Employees of Portland’s Independent Police Review File Petition for Union Representation

The filing lands at a precarious moment for staff working for the City Auditor’s Office.

Police search Portland police search a person arrested at a black bloc march on May 1, 2020. (Justin Yau) (Justin Yau)

Employees of the Portland City Auditor’s Office filed a labor organization petition May 5 seeking union representation through Oregon’s American Federation of State, County and Municipal Employees Local 189.

The petition states that the bargaining unit would consist of 33 non-supervisory employees who make up the Auditor’s Office, including archives and records coordinators, performance auditors and investigators for the city’s police oversight board, Independent Police Review.

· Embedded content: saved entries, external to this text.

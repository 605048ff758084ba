// ABOUTME: Provides frame-level I/O for an SMPP v3.4 session over any async byte stream
// ABOUTME: Reads through the FrameReader FIFO and writes encoded frames through a buffered writer

use crate::codec::CodecError;
use crate::frame::{Frame, FrameReader};
use std::io;
use tokio::io::{AsyncRead, AsyncReadExt, AsyncWrite, AsyncWriteExt, BufWriter};

/// SMPP v3.4 Connection Management
///
/// Handles frame-based communication for one SMPP session. The stream is
/// usually a `TcpStream`; tests plug in `tokio::io::duplex` halves.
///
/// ## SMPP v3.4 Session States (Section 2.1)
///
/// ```text
/// CLOSED → OPEN → BOUND_TX/BOUND_RX/BOUND_TRX → CLOSED
/// ```
///
/// `Connection` only moves frames. The session state machine lives in
/// [`Esme`](crate::client::Esme), which decides what may be sent when.
#[derive(Debug)]
pub struct Connection<S> {
    // The stream, decorated with a `BufWriter` for write level buffering.
    // Reads go straight to the inner stream through `FrameReader`'s buffer.
    stream: BufWriter<S>,

    // Incoming bytes and the FIFO of complete frames.
    reader: FrameReader,
}

impl<S> Connection<S>
where
    S: AsyncRead + AsyncWrite + Unpin,
{
    /// Create a new `Connection`, backed by `socket`.
    pub fn new(socket: S) -> Connection<S> {
        Connection {
            stream: BufWriter::new(socket),
            reader: FrameReader::new(),
        }
    }

    /// Read a single `Frame` value from the underlying stream.
    ///
    /// Frames come out in the order their last byte arrived. This method is
    /// cancel safe: if the future is dropped while waiting on the socket no
    /// data is lost, which lets the session use it inside `tokio::select!`.
    ///
    /// # Returns
    ///
    /// On success, the received frame is returned. If the stream is closed in
    /// a way that doesn't break a frame in half, it returns `None`. Otherwise,
    /// an error is returned.
    pub async fn read_frame(&mut self) -> crate::Result<Option<Frame>> {
        loop {
            if let Some(data) = self.reader.next_frame() {
                return Ok(Some(Frame::parse(&data)?));
            }

            // There is not enough buffered data to read a frame. Attempt to
            // read more data from the socket. `0` indicates "end of stream".
            if 0 == self.stream.read_buf(self.reader.buffer_mut()).await? {
                // For this to be a clean shutdown, there should be no data in
                // the read buffer. If there is, the peer closed the socket
                // while sending a frame.
                return if self.reader.pending_bytes() == 0 {
                    Ok(None)
                } else {
                    Err("connection reset by peer".into())
                };
            }

            self.reader.extract()?;
        }
    }

    /// Write a single `Frame` value to the underlying stream and flush it.
    pub async fn write_frame(&mut self, frame: &Frame) -> io::Result<()> {
        let bytes = frame
            .to_bytes()
            .map_err(|e: CodecError| io::Error::new(io::ErrorKind::InvalidData, e))?;

        self.write_encoded(&bytes).await
    }

    /// Write an already encoded frame and flush it.
    pub async fn write_encoded(&mut self, bytes: &[u8]) -> io::Result<()> {
        self.stream.write_all(bytes).await?;

        // Ensure the encoded frame is written to the socket.
        self.stream.flush().await
    }

    /// Flush pending writes and shut down the write half.
    pub async fn shutdown(&mut self) -> io::Result<()> {
        self.stream.shutdown().await
    }
}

Labor laws require more than 50% of employees in the bargaining unit to sign cards stating that they wish to be represented by the union. David Kreisman, communications director of Oregon AFSCME, says “a strong majority” of the 33 staffers signed cards.

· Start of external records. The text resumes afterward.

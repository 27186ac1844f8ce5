use rustc_hash::{FxHashMap, FxHashSet};

/// Identifier of a vertex as it appears in an instance file.
pub type VertexId = i64;

/// Vertex weight. Gaps are differences of weights and share the type.
pub type Weight = i64;

/// Stable index of an edge inside a [`Graph`].
pub type EdgeId = usize;

/// A weighted vertex together with the edges incident to it.
#[derive(Debug, Clone, PartialEq, Eq)]
pub struct Vertex {
    pub id: VertexId,
    pub weight: Weight,
    edges: Vec<EdgeId>,
}

/// An undirected edge between two vertex indices.
#[derive(Debug, Clone, Copy, PartialEq, Eq)]
pub struct Edge {
    pub a: usize,
    pub b: usize,
}

/// Struct that represents an undirected, vertex-weighted graph.
///
/// Vertices and edges live in two arenas and refer to each other through
/// indices, so the partitioners can hold on to edge ids without sharing
/// ownership of the graph's storage.
#[derive(Debug, Clone, Default)]
pub struct Graph {
    vertices: Vec<Vertex>,
    edges: Vec<Edge>,
    index: FxHashMap<VertexId, usize>,
}

impl Graph {

    /// Create a new graph
    pub fn new() -> Self {
        Self::default()
    }

    /// The number of vertices in the graph.
    pub fn len(&self) -> usize {
        self.vertices.len()
    }

    /// Whether the graph has no vertices.
    pub fn is_empty(&self) -> bool {
        self.vertices.is_empty()
    }

    /// The number of undirected edges in the graph.
    pub fn edge_count(&self) -> usize {
        self.edges.len()
    }

    /// Insert a vertex. Returns `false` if a vertex with this id already exists.
    pub fn add_vertex(&mut self, id: VertexId, weight: Weight) -> bool {
        if self.index.contains_key(&id) {
            return false;
        }
        self.index.insert(id, self.vertices.len());
        self.vertices.push(Vertex { id, weight, edges: Vec::new() });
        true
    }

    /// Change the weight of an existing vertex. Returns `false` if the id is unknown.
    pub fn set_weight(&mut self, id: VertexId, weight: Weight) -> bool {
        match self.index.get(&id) {
            Some(&vertex) => {
                self.vertices[vertex].weight = weight;
                true
            }
            None => false,
        }
    }

    /// Insert an undirected edge between two vertex ids.
    ///
    /// Missing endpoints are created with weight 0. Self loops and edges that
    /// already exist are rejected and `false` is returned.
    pub fn add_edge(&mut self, u: VertexId, v: VertexId) -> bool {
        if u == v || self.has_edge(u, v) {
            return false;
        }
        self.add_vertex(u, 0);
        self.add_vertex(v, 0);
        let a = self.index[&u];
        let b = self.index[&v];
        let edge = self.edges.len();
        self.edges.push(Edge { a, b });
        self.vertices[a].edges.push(edge);
        self.vertices[b].edges.push(edge);
        true
    }

    /// Remove the edge joining two vertex ids. Returns `false` if there is none.
    ///
    /// Edge ids above the removed one shift down by one.
    pub fn remove_edge(&mut self, u: VertexId, v: VertexId) -> bool {
        let Some(removed) = self.find_edge(u, v) else {
            return false;
        };
        self.drop_edges(|edge| edge == removed);
        true
    }

    /// Remove a vertex and every edge incident to it. Returns `false` if the id is unknown.
    ///
    /// The remaining vertices keep their relative order; indices and edge ids are compacted.
    pub fn remove_vertex(&mut self, id: VertexId) -> bool {
        let Some(removed) = self.index.remove(&id) else {
            return false;
        };
        let incident = std::mem::take(&mut self.vertices[removed].edges);
        self.drop_edges(|edge| incident.contains(&edge));
        self.vertices.remove(removed);

        for edge in &mut self.edges {
            if edge.a > removed {
                edge.a -= 1;
            }
            if edge.b > removed {
                edge.b -= 1;
            }
        }
        for position in self.index.values_mut() {
            if *position > removed {
                *position -= 1;
            }
        }
        true
    }

    // Rebuild the edge arena without the doomed edges and renumber the adjacency lists.
    fn drop_edges(&mut self, doomed: impl Fn(EdgeId) -> bool) {
        let mut renumbered = vec![None; self.edges.len()];
        let mut kept = Vec::with_capacity(self.edges.len());
        for (edge, &endpoints) in self.edges.iter().enumerate() {
            if !doomed(edge) {
                renumbered[edge] = Some(kept.len());
                kept.push(endpoints);
            }
        }
        self.edges = kept;
        for vertex in &mut self.vertices {
            vertex.edges = vertex.edges.iter().filter_map(|&edge| renumbered[edge]).collect();
        }
    }

    fn find_edge(&self, u: VertexId, v: VertexId) -> Option<EdgeId> {
        let a = self.index_of(u)?;
        let b = self.index_of(v)?;
        self.edges_of(a).find(|&edge| self.other_endpoint(edge, a) == b)
    }

    /// Whether an edge joins the two vertex ids.
    pub fn has_edge(&self, u: VertexId, v: VertexId) -> bool {
        self.find_edge(u, v).is_some()
    }

    /// All vertices, in insertion order.
    pub fn vertices(&self) -> &[Vertex] {
        &self.vertices
    }

    pub fn vertex(&self, vertex: usize) -> &Vertex {
        &self.vertices[vertex]
    }

    pub fn weight(&self, vertex: usize) -> Weight {
        self.vertices[vertex].weight
    }

    /// Index of the vertex carrying the given id.
    pub fn index_of(&self, id: VertexId) -> Option<usize> {
        self.index.get(&id).copied()
    }

    /// An iterator over the edges incident to the given vertex index.
    pub fn edges_of(&self, vertex: usize) -> impl Iterator<Item = EdgeId> + '_ {
        self.vertices[vertex].edges.iter().copied()
    }

    pub fn edge(&self, edge: EdgeId) -> Edge {
        self.edges[edge]
    }

    /// The endpoint of `edge` that is not `vertex`.
    pub fn other_endpoint(&self, edge: EdgeId, vertex: usize) -> usize {
        let Edge { a, b } = self.edges[edge];
        if a == vertex { b } else { a }
    }

    /// The absolute weight difference between the endpoints of an edge.
    ///
    /// Saturates at `Weight::MAX` for endpoints at opposite ends of the weight range.
    pub fn edge_gap(&self, edge: EdgeId) -> Weight {
        let Edge { a, b } = self.edges[edge];
        self.weight(a).saturating_sub(self.weight(b)).saturating_abs()
    }

    /// Vertex indices grouped by connected component.
    ///
    /// Components are listed by their smallest vertex index, and each one starts
    /// with that vertex followed by the rest in depth-first discovery order.
    pub fn connected_components(&self) -> Vec<Vec<usize>> {
        let mut seen = vec![false; self.len()];
        let mut components = Vec::new();
        let mut stack = Vec::new();

        for root in 0..self.len() {
            if seen[root] {
                continue;
            }
            seen[root] = true;
            stack.push(root);
            let mut component = Vec::new();
            while let Some(vertex) = stack.pop() {
                component.push(vertex);
                for edge in self.edges_of(vertex) {
                    let next = self.other_endpoint(edge, vertex);
                    if !seen[next] {
                        seen[next] = true;
                        stack.push(next);
                    }
                }
            }
            components.push(component);
        }
        components
    }

    /// The subgraph induced by the given vertex ids, or `None` if one of them is unknown.
    ///
    /// Vertices and edges keep the order they have in `self`.
    pub fn induced_subgraph(&self, ids: &[VertexId]) -> Option<Graph> {
        let mut members = FxHashSet::default();
        for &id in ids {
            members.insert(self.index_of(id)?);
        }

        let mut subgraph = Graph::new();
        for (index, vertex) in self.vertices.iter().enumerate() {
            if members.contains(&index) {
                subgraph.add_vertex(vertex.id, vertex.weight);
            }
        }
        for edge in &self.edges {
            if members.contains(&edge.a) && members.contains(&edge.b) {
                subgraph.add_edge(self.vertices[edge.a].id, self.vertices[edge.b].id);
            }
        }
        Some(subgraph)
    }
}

#[cfg(test)]
mod tests {
    use super::*;

    #[test]
    fn test_add_edge_creates_missing_vertices() {
        // Arrange
        let mut graph = Graph::new();
        graph.add_vertex(7, 3);

        // Act
        let inserted = graph.add_edge(7, 9);

        // Assert
        assert!(inserted);
        assert_eq!(graph.len(), 2);
        assert_eq!(graph.edge_count(), 1);
        assert_eq!(graph.weight(graph.index_of(9).unwrap()), 0);
        assert!(graph.has_edge(9, 7));
    }

    #[test]
    fn test_duplicate_edges_and_self_loops_are_rejected() {
        // Arrange
        let mut graph = Graph::new();
        graph.add_edge(1, 2);

        // Act & Assert
        assert!(!graph.add_edge(2, 1));
        assert!(!graph.add_edge(1, 1));
        assert!(!graph.add_vertex(1, 5));
        assert_eq!(graph.edge_count(), 1);
    }

    #[test]
    fn test_edge_gap_and_other_endpoint() {
        // Arrange
        let mut graph = Graph::new();
        graph.add_vertex(1, 10);
        graph.add_vertex(2, 4);
        graph.add_edge(1, 2);
        let one = graph.index_of(1).unwrap();
        let two = graph.index_of(2).unwrap();

        // Act
        let edge = graph.edges_of(one).next().unwrap();

        // Assert
        assert_eq!(graph.edge_gap(edge), 6);
        assert_eq!(graph.other_endpoint(edge, one), two);
        assert_eq!(graph.other_endpoint(edge, two), one);
    }

    // 1 - 2 - 3   4 - 5   6
    fn three_pieces() -> Graph {
        let mut graph = Graph::new();
        for id in 1..=6 {
            graph.add_vertex(id, id * 10);
        }
        for (u, v) in [(1, 2), (2, 3), (4, 5)] {
            graph.add_edge(u, v);
        }
        graph
    }

    #[test]
    fn test_remove_edge_renumbers_later_edges() {
        // Arrange
        let mut graph = three_pieces();

        // Act
        let removed = graph.remove_edge(3, 2);

        // Assert
        assert!(removed);
        assert!(!graph.remove_edge(3, 2));
        assert!(!graph.remove_edge(1, 9));
        assert_eq!(graph.edge_count(), 2);
        assert!(!graph.has_edge(2, 3));
        assert!(graph.has_edge(4, 5));
        let four = graph.index_of(4).unwrap();
        let edge = graph.edges_of(four).next().unwrap();
        assert_eq!(edge, 1);
        assert_eq!(graph.vertex(graph.other_endpoint(edge, four)).id, 5);
    }

    #[test]
    fn test_remove_vertex_drops_incident_edges() {
        // Arrange
        let mut graph = three_pieces();

        // Act
        let removed = graph.remove_vertex(2);

        // Assert
        assert!(removed);
        assert!(!graph.remove_vertex(2));
        assert_eq!(graph.len(), 5);
        assert_eq!(graph.edge_count(), 1);
        assert_eq!(graph.index_of(2), None);
        let ids: Vec<_> = graph.vertices().iter().map(|v| v.id).collect();
        assert_eq!(ids, vec![1, 3, 4, 5, 6]);
        assert_eq!(graph.index_of(5), Some(3));
        assert!(graph.has_edge(5, 4));
        assert_eq!(graph.edges_of(graph.index_of(1).unwrap()).count(), 0);
        assert_eq!(graph.edge_gap(0), 10);
    }

    #[test]
    fn test_connected_components() {
        // Arrange
        let mut graph = three_pieces();

        // Act
        let components = graph.connected_components();

        // Assert
        assert_eq!(components, vec![vec![0, 1, 2], vec![3, 4], vec![5]]);
        graph.add_edge(3, 4);
        graph.add_edge(5, 6);
        assert_eq!(graph.connected_components().len(), 1);
        assert!(Graph::new().connected_components().is_empty());
    }

    #[test]
    fn test_induced_subgraph() {
        // Arrange
        let graph = three_pieces();

        // Act
        let subgraph = graph.induced_subgraph(&[3, 1, 2, 5]).unwrap();

        // Assert
        let vertices: Vec<_> = subgraph.vertices().iter().map(|v| (v.id, v.weight)).collect();
        assert_eq!(vertices, vec![(1, 10), (2, 20), (3, 30), (5, 50)]);
        assert_eq!(subgraph.edge_count(), 2);
        assert!(subgraph.has_edge(1, 2));
        assert!(!subgraph.has_edge(4, 5));
        assert!(graph.induced_subgraph(&[1, 7]).is_none());
    }

    #[test]
    fn test_edge_gap_saturates() {
        let mut graph = Graph::new();
        graph.add_vertex(1, Weight::MIN);
        graph.add_vertex(2, Weight::MAX);
        graph.add_edge(1, 2);
        assert_eq!(graph.edge_gap(0), Weight::MAX);
    }

    #[test]
    fn test_set_weight() {
        let mut graph = Graph::new();
        graph.add_vertex(3, 1);
        assert!(graph.set_weight(3, 8));
        assert!(!graph.set_weight(4, 8));
        assert_eq!(graph.vertex(0).weight, 8);
    }
}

Kreisman says Oregon AFSCME is hopeful that the city of Portland will voluntarily recognize the union. If not, per state labor law, the parties will proceed to an election. The City Attorney’s Office declined to comment whether the city would voluntarily recognize the union.

The petition lands at a precarious moment for IPR employees, who face potential layoffs around 2022 as the city works to implement a new citizen oversight board approved by 81% of voters in November.

The new oversight board is intended to dissolve and replace IPR. Last fall, its backers had allotted an 18-month time frame to get the board up and running. But the board has hit snags since Measure 26-217′s passage, in both the Legislature and during ongoing contract negotiations between the city and the Portland Police Association, which staunchly opposes the new board.

Those hurdles have caused a sense of uncertainty among some IPR employees, who say it’s unclear how much time they have left in City Hall before needing to find new work, and who worry about a potential period of limbo between dissolving IPR and establishing the new board.

“At this point, nobody knows how long that transition will take,” says Eric Berry, lead investigator at IPR. “The problem is, if you don’t do this transition right, you’re looking at a period where the city may not be able to do police accountability investigations or do them at a level that the community expects them to do.

“We want to be a part of the decision-making process,” Berry continued, “to have a voice in what happens to us and to help make sure the transition to the new system happens as smoothly as possible.”

City Commissioner Jo Ann Hardesty, who spearheaded the passage of Measure 26-217, says she supports the unionization.

“As the daughter of a longshoreman, I strongly support the right of workers to unionize and support voluntary recognition processes that make unions easier to join,” Hardesty tells WW.

City Auditor Mary Hull Caballero, who was one of the most vocal opponents of Measure 26-217, proposed in March to transition the 14 IPR employees into a new unit called “Evaluation and Investigative Services” in 2022-23. That proposal spurred debate between Caballero and Hardesty.

In late April, Caballero issued a new proposal: assign the 14 employees to civilian oversight in IPR until June 2023 so that the City Council has two fiscal years to implement the new board. After that period, those staffers would then be assigned to “accountability and transparency work” within the Auditor’s Office, according to Caballero’s proposal, which she shared with WW.

It remains unclear whether that proposal has legs at the City Council. Caballero did not immediately respond to WW’s request for comment.